Recorded information:

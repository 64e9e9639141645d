//! Console Logger
//!
//! A `log::Log` backend for the browser. Records are formatted with a local
//! timestamp and written to the matching `console.*` method so the browser's
//! own level filter keeps working.

use chrono::Local;
use log::{Level, LevelFilter, Log, Metadata, Record, SetLoggerError};
use wasm_bindgen::JsValue;

/// Logger writing to `window.console`
pub struct ConsoleLogger {
    level: LevelFilter,
}

impl ConsoleLogger {
    pub fn new(level: LevelFilter) -> Self {
        Self { level }
    }
}

impl Log for ConsoleLogger {
    fn enabled(&self, metadata: &Metadata) -> bool {
        metadata.level() <= self.level
    }

    fn log(&self, record: &Record) {
        if !self.enabled(record.metadata()) {
            return;
        }

        let timestamp = Local::now().format("%H:%M:%S%.3f").to_string();
        let line = JsValue::from_str(&format_line(&timestamp, record.level(), &record.args().to_string()));
        match record.level() {
            Level::Error => web_sys::console::error_1(&line),
            Level::Warn => web_sys::console::warn_1(&line),
            Level::Info => web_sys::console::info_1(&line),
            Level::Debug | Level::Trace => web_sys::console::debug_1(&line),
        }
    }

    fn flush(&self) {}
}

/// Install the console logger as the global `log` backend.
///
/// Returns an error if another logger was installed first.
pub fn init(level: LevelFilter) -> Result<(), SetLoggerError> {
    log::set_boxed_logger(Box::new(ConsoleLogger::new(level)))?;
    log::set_max_level(level);
    Ok(())
}

fn format_line(timestamp: &str, level: Level, message: &str) -> String {
    format!("{} {:<5} {}", timestamp, level, message)
}
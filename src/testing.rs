//! In-memory host doubles for native tests.

use std::cell::{Cell, RefCell};
use std::collections::HashMap;
use std::rc::Rc;

use crate::error::StorageError;
use crate::ledger::KeyValueStore;
use crate::modal::Address;
use crate::toast::{Cancel, Scheduler};

/// Shared map standing in for `localStorage`
#[derive(Clone, Default)]
pub struct MemoryStorage {
    values: Rc<RefCell<HashMap<String, String>>>,
    read_only: Rc<Cell<bool>>,
    writes: Rc<Cell<usize>>,
}

impl MemoryStorage {
    pub fn new() -> Self {
        Self::default()
    }

    pub fn with(key: &str, value: &str) -> Self {
        let storage = Self::new();
        storage.values.borrow_mut().insert(key.to_string(), value.to_string());
        storage
    }

    pub fn raw(&self, key: &str) -> Option<String> {
        self.values.borrow().get(key).cloned()
    }

    /// Make every later `set` fail
    pub fn set_read_only(&self, read_only: bool) {
        self.read_only.set(read_only);
    }

    pub fn writes(&self) -> usize {
        self.writes.get()
    }
}

impl KeyValueStore for MemoryStorage {
    fn get(&self, key: &str) -> Option<String> {
        self.raw(key)
    }

    fn set(&self, key: &str, value: &str) -> Result<(), StorageError> {
        if self.read_only.get() {
            return Err(StorageError::Rejected("quota exceeded".to_string()));
        }
        self.writes.set(self.writes.get() + 1);
        self.values.borrow_mut().insert(key.to_string(), value.to_string());
        Ok(())
    }
}

/// Address bar with a history list
#[derive(Clone)]
pub struct MemoryAddress {
    history: Rc<RefCell<Vec<String>>>,
}

impl MemoryAddress {
    pub fn new(query: &str) -> Self {
        Self {
            history: Rc::new(RefCell::new(vec![query.to_string()])),
        }
    }

    pub fn history_len(&self) -> usize {
        self.history.borrow().len()
    }

    /// Simulate the browser back button
    pub fn back(&self) {
        let mut history = self.history.borrow_mut();
        if history.len() > 1 {
            history.pop();
        }
    }
}

impl Address for MemoryAddress {
    fn query(&self) -> String {
        self.history.borrow().last().cloned().unwrap_or_default()
    }

    fn navigate(&self, query: &str) {
        self.history.borrow_mut().push(query.to_string());
    }
}

struct Task {
    due: u64,
    cancelled: Rc<Cell<bool>>,
    callback: Option<Box<dyn FnOnce()>>,
}

/// Scheduler driven by a virtual clock
#[derive(Clone, Default)]
pub struct ManualScheduler {
    now: Rc<Cell<u64>>,
    tasks: Rc<RefCell<Vec<Task>>>,
}

pub struct ManualHandle(Rc<Cell<bool>>);

impl Cancel for ManualHandle {
    fn cancel(self) {
        self.0.set(true);
    }
}

impl ManualScheduler {
    pub fn new() -> Self {
        Self::default()
    }

    /// Move the clock forward, running every task that comes due
    pub fn advance(&self, ms: u64) {
        let now = self.now.get() + ms;
        self.now.set(now);
        let due: Vec<Box<dyn FnOnce()>> = {
            let mut tasks = self.tasks.borrow_mut();
            let callbacks = tasks
                .iter_mut()
                .filter(|task| task.due <= now && !task.cancelled.get())
                .filter_map(|task| task.callback.take())
                .collect();
            tasks.retain(|task| task.callback.is_some() && !task.cancelled.get());
            callbacks
        };
        for callback in due {
            callback();
        }
    }

    pub fn pending(&self) -> usize {
        self.tasks
            .borrow()
            .iter()
            .filter(|task| !task.cancelled.get() && task.callback.is_some())
            .count()
    }
}

impl Scheduler for ManualScheduler {
    type Handle = ManualHandle;

    fn after(&self, delay_ms: u32, callback: Box<dyn FnOnce()>) -> ManualHandle {
        let cancelled = Rc::new(Cell::new(false));
        self.tasks.borrow_mut().push(Task {
            due: self.now.get() + u64::from(delay_ms),
            cancelled: cancelled.clone(),
            callback: Some(callback),
        });
        ManualHandle(cancelled)
    }
}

Work instructions:
Restate the data word for word.

Answer section:
repository 64e9e9639141645d
//! Console Logger
//!
//! A `log::Log` backend for the browser. Records are formatted with a local
//! timestamp and written to the matching `console.*` method so the browser's
//! own level filter keeps working.

use chrono::Local;
use log::{Level, LevelFilter, Log, Metadata, Record, SetLoggerError};
use wasm_bindgen::JsValue;

/// Logger writing to `window.console`
pub struct ConsoleLogger {
    level: LevelFilter,
}

impl ConsoleLogger {
    pub fn new(level: LevelFilter) -> Self {
        Self { level }
    }
}

impl Log for ConsoleLogger {
    fn enabled(&self, metadata: &Metadata) -> bool {
        metadata.level() <= self.level
    }

    fn log(&self, record: &Record) {
        if !self.enabled(record.metadata()) {
            return;
        }

        let timestamp = Local::now().format("%H:%M:%S%.3f").to_string();
        let line = JsValue::from_str(&format_line(&timestamp, record.level(), &record.args().to_string()));
        match record.level() {
            Level::Error => web_sys::console::error_1(&line),
            Level::Warn => web_sys::console::warn_1(&line),
            Level::Info => web_sys::console::info_1(&line),
            Level::Debug | Level::Trace => web_sys::console::debug_1(&line),
        }
    }

    fn flush(&self) {}
}

/// Install the console logger as the global `log` backend.
///
/// Returns an error if another logger was installed first.
pub fn init(level: LevelFilter) -> Result<(), SetLoggerError> {
    log::set_boxed_logger(Box::new(ConsoleLogger::new(level)))?;
    log::set_max_level(level);
    Ok(())
}

fn format_line(timestamp: &str, level: Level, message: &str) -> String {
    format!("{} {:<5} {}", timestamp, level, message)
}
filename src/testing.rs
//! In-memory host doubles for native tests.

use std::cell::{Cell, RefCell};
use std::collections::HashMap;
use std::rc::Rc;

use crate::error::StorageError;
use crate::ledger::KeyValueStore;
use crate::modal::Address;
use crate::toast::{Cancel, Scheduler};

/// Shared map standing in for `localStorage`
#[derive(Clone, Default)]
pub struct MemoryStorage {
    values: Rc<RefCell<HashMap<String, String>>>,
    read_only: Rc<Cell<bool>>,
    writes: Rc<Cell<usize>>,
}

impl MemoryStorage {
    pub fn new() -> Self {
        Self::default()
    }

    pub fn with(key: &str, value: &str) -> Self {
        let storage = Self::new();
        storage.values.borrow_mut().insert(key.to_string(), value.to_string());
        storage
    }

    pub fn raw(&self, key: &str) -> Option<String> {
        self.values.borrow().get(key).cloned()
    }

    /// Make every later `set` fail
    pub fn set_read_only(&self, read_only: bool) {
        self.read_only.set(read_only);
    }

    pub fn writes(&self) -> usize {
        self.writes.get()
    }
}

impl KeyValueStore for MemoryStorage {
    fn get(&self, key: &str) -> Option<String> {
        self.raw(key)
    }

    fn set(&self, key: &str, value: &str) -> Result<(), StorageError> {
        if self.read_only.get() {
            return Err(StorageError::Rejected("quota exceeded".to_string()));
        }
        self.writes.set(self.writes.get() + 1);
        self.values.borrow_mut().insert(key.to_string(), value.to_string());
        Ok(())
    }
}

/// Address bar with a history list
#[derive(Clone)]
pub struct MemoryAddress {
    history: Rc<RefCell<Vec<String>>>,
}

impl MemoryAddress {
    pub fn new(query: &str) -> Self {
        Self {
            history: Rc::new(RefCell::new(vec![query.to_string()])),
        }
    }

    pub fn history_len(&self) -> usize {
        self.history.borrow().len()
    }

    /// Simulate the browser back button
    pub fn back(&self) {
        let mut history = self.history.borrow_mut();
        if history.len() > 1 {
            history.pop();
        }
    }
}

impl Address for MemoryAddress {
    fn query(&self) -> String {
        self.history.borrow().last().cloned().unwrap_or_default()
    }

    fn navigate(&self, query: &str) {
        self.history.borrow_mut().push(query.to_string());
    }
}

struct Task {
    due: u64,
    cancelled: Rc<Cell<bool>>,
    callback: Option<Box<dyn FnOnce()>>,
}

/// Scheduler driven by a virtual clock
#[derive(Clone, Default)]
pub struct ManualScheduler {
    now: Rc<Cell<u64>>,
    tasks: Rc<RefCell<Vec<Task>>>,
}

pub struct ManualHandle(Rc<Cell<bool>>);

impl Cancel for ManualHandle {
    fn cancel(self) {
        self.0.set(true);
    }
}

impl ManualScheduler {
    pub fn new() -> Self {
        Self::default()
    }

    /// Move the clock forward, running every task that comes due
    pub fn advance(&self, ms: u64) {
        let now = self.now.get() + ms;
        self.now.set(now);
        let due: Vec<Box<dyn FnOnce()>> = {
            let mut tasks = self.tasks.borrow_mut();
            let callbacks = tasks
                .iter_mut()
                .filter(|task| task.due <= now && !task.cancelled.get())
                .filter_map(|task| task.callback.take())
                .collect();
            tasks.retain(|task| task.callback.is_some() && !task.cancelled.get());
            callbacks
        };
        for callback in due {
            callback();
        }
    }

    pub fn pending(&self) -> usize {
        self.tasks
            .borrow()
            .iter()
            .filter(|task| !task.cancelled.get() && task.callback.is_some())
            .count()
    }
}

impl Scheduler for ManualScheduler {
    type Handle = ManualHandle;

    fn after(&self, delay_ms: u32, callback: Box<dyn FnOnce()>) -> ManualHandle {
        let cancelled = Rc::new(Cell::new(false));
        self.tasks.borrow_mut().push(Task {
            due: self.now.get() + u64::from(delay_ms),
            cancelled: cancelled.clone(),
            callback: Some(callback),
        });
        ManualHandle(cancelled)
    }
}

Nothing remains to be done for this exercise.